** DATA follows **

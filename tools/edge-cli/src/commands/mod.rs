//! CLI command implementations.

pub mod config;
pub mod decode;
pub mod encode;
pub mod key;
pub mod resolve;

use std::sync::Arc;

use anyhow::{Context as _, Result};
use clap::{Args, Subcommand};
use edge_cache::{DynamicCache, MemoryStore, MemoryTagIndex};
use edge_core::{CacheSettings, StaticDimensions};

/// How a command finished, when it did not fail.
#[derive(Debug, Clone, Copy, PartialEq, Eq)]
pub enum Outcome {
    Done,
    /// The requested fragment was not cached.
    Miss,
}

/// Arguments for the key command.
#[derive(Args)]
pub struct KeyArgs {
    /// Fragment id.
    pub cache_id: String,

    /// Dimension value as `name=value`; the fragment varies by every name given.
    #[arg(short, long = "dim")]
    pub dims: Vec<String>,
}

/// Arguments for the encode command.
#[derive(Args)]
pub struct EncodeArgs {
    /// Fragment id.
    pub cache_id: String,

    /// Dimension the fragment varies by.
    #[arg(long)]
    pub vary: Vec<String>,

    /// Tag attached to the fragment.
    #[arg(short, long)]
    pub tag: Vec<String>,

    /// Absolute expiration, in seconds from the write.
    #[arg(long)]
    pub duration_secs: Option<u64>,

    /// Sliding expiration, in seconds.
    #[arg(long)]
    pub sliding_secs: Option<u64>,
}

/// Arguments for the decode command.
#[derive(Args)]
pub struct DecodeArgs {
    /// A full `[[cache esi='...']]` marker or its JSON payload.
    pub marker: String,
}

/// Arguments for the resolve command.
#[derive(Args)]
pub struct ResolveArgs {
    /// JSON file of writes: `[{"context": {...}, "value": "..."}]`.
    #[arg(short, long)]
    pub fixture: String,

    /// Fragment id to resolve.
    pub cache_id: String,

    /// Dimension value as `name=value`.
    #[arg(short, long = "dim")]
    pub dims: Vec<String>,
}

/// Arguments for the config command.
#[derive(Args)]
pub struct ConfigArgs {
    #[command(subcommand)]
    pub command: ConfigCommand,
}

#[derive(Subcommand)]
pub enum ConfigCommand {
    /// Show current configuration.
    Show,
}

/// Build an engine over in-memory collaborators reporting `dims`.
pub(crate) fn memory_engine(dims: &[String], settings: &CacheSettings) -> Result<DynamicCache> {
    let dimensions = StaticDimensions::parse_pairs(dims.iter().map(String::as_str))
        .context("Invalid --dim value")?;

    Ok(DynamicCache::new(
        Arc::new(MemoryStore::new()),
        Arc::new(dimensions),
        Arc::new(MemoryTagIndex::new()),
    )
    .with_settings(settings.clone()))
}

/// Names of `name=value` pairs, skipping anything malformed.
pub(crate) fn dimension_names(dims: &[String]) -> impl Iterator<Item = &str> {
    dims.iter()
        .filter_map(|pair| pair.split_once('=').map(|(name, _)| name.trim()))
}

** End of DATA **

Taking the entries from their first line through the line with "every name given.", inclusive, restate each line word for word and give nothing else.

filename tools/edge-cli/src/commands/mod.rs
//! CLI command implementations.

pub mod config;
pub mod decode;
pub mod encode;
pub mod key;
pub mod resolve;

use std::sync::Arc;

use anyhow::{Context as _, Result};
use clap::{Args, Subcommand};
use edge_cache::{DynamicCache, MemoryStore, MemoryTagIndex};
use edge_core::{CacheSettings, StaticDimensions};

/// How a command finished, when it did not fail.
#[derive(Debug, Clone, Copy, PartialEq, Eq)]
pub enum Outcome {
    Done,
    /// The requested fragment was not cached.
    Miss,
}

/// Arguments for the key command.
#[derive(Args)]
pub struct KeyArgs {
    /// Fragment id.
    pub cache_id: String,

    /// Dimension value as `name=value`; the fragment varies by every name given.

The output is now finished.